Kleeren hadden zij niet meer, zelfs geen lendendoek, terwijl zij overdekt waren met lidteekens en uitslag, en sommigen met groote, open wonden en verminkingen rondliepen, etterend en zwerend.
Het waren wezens, die alleen in de verte nog aan menschen herinnerden, half gek van honger en ellende.
Maar met nog genoeg menschelijks om zich diep te schamen over hun toestand. De toestand, waarin zij verkeerden, was het laatste gevolg van het zegenrijk bestuur dat, tot enkele dagen voor de Italianen de stad namen, Abd-el Nebi Belcher over hen had gevoerd.
Toen de Italianen de stad tot op twee dagmarschen genaderd waren, riep hij de bevolking tezamen, en kondigde haar aan, dat, zoodra de Italianen de stad waren binnengetrokken, een ieder, man, vrouw en kind, zou worden gefusilleerd, omdat de Italianen wraak zouden nemen over de rebellie van 1914.

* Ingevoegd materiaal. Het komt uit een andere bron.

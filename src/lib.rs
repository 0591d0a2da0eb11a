#![cfg_attr(all(not(test), not(feature = "std")), no_std)]
#![doc = include_str!("../README.md")]

//! # knx-planner
//!
//! Pattern inference and address generation for KNX group addresses.
//!
//! A user fully addresses one example device; the engine infers the
//! addressing scheme and mechanically derives the addresses of every further
//! device or zone of the same kind, checking candidates against the rest of
//! the installation for collisions.
//!
//! ## Features
//!
//! - Pattern analysis of example addresses (fixed main, shared vs per-object
//!   middle group, increment/offset/irregular sub group)
//! - Deterministic address generation for arbitrary device and zone indices
//! - Collision detection against the full address inventory
//! - HVAC zone capacity and overflow into extra main groups
//! - `no_std`, allocation-free (bounded `heapless` collections)
//!
//! ## Example
//!
//! ```rust
//! use knx_planner::pattern::{analyze_group_pattern, generate_address, ExampleAddress};
//!
//! let examples = [
//!     ExampleAddress::new("on/off", 1, 1, 1),
//!     ExampleAddress::new("on/off status", 1, 1, 2),
//! ];
//! let pattern = analyze_group_pattern(&examples)?;
//! let placement = generate_address(&pattern, 0, 3);
//! assert_eq!(placement.sub, 4);
//! # Ok::<(), knx_planner::PlanError>(())
//! ```

pub mod addressing;
pub mod collision;
pub mod error;
pub mod naming;
pub mod pattern;
pub mod zones;

// Macro modules (must be declared before use)
#[macro_use]
pub mod macros;
#[macro_use]
pub mod logging;

// Re-export commonly used types
#[doc(inline)]
pub use addressing::{GroupAddress, IndividualAddress};
#[doc(inline)]
pub use collision::{find_collision, Category, CollisionEntry};
#[doc(inline)]
pub use error::{PlanError, Result};
#[doc(inline)]
pub use pattern::{
    analyze_group_pattern, generate_address, ExampleAddress, GroupPattern, MiddleGroupPattern,
    SubGroupPattern,
};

Hij overreedde hen, alles wat waarde had op kameelen te laden, het vee bijeen te drijven, en onder zijn hoede en bestuur de vlucht te nemen naar het Zuiden.
De bevolking, die meende dat er geen uitweg was, gaf gehoor aan de raad, met als gevolg dat dit pronkstuk van alle vrijheidshelden, nadat men slechts enkele uren de stad achter zich had gelaten, zijn mannen bevel gaf de bevolking van Murzuch terug te drijven naar haar gebied.
Met een enkel stuk kleeren kwamen de bedrogenen weer in hun ruïneuze stad terug, en Nebi Belcher voerde hun bezittingen, de vrucht van jaren werken en sparen, mee.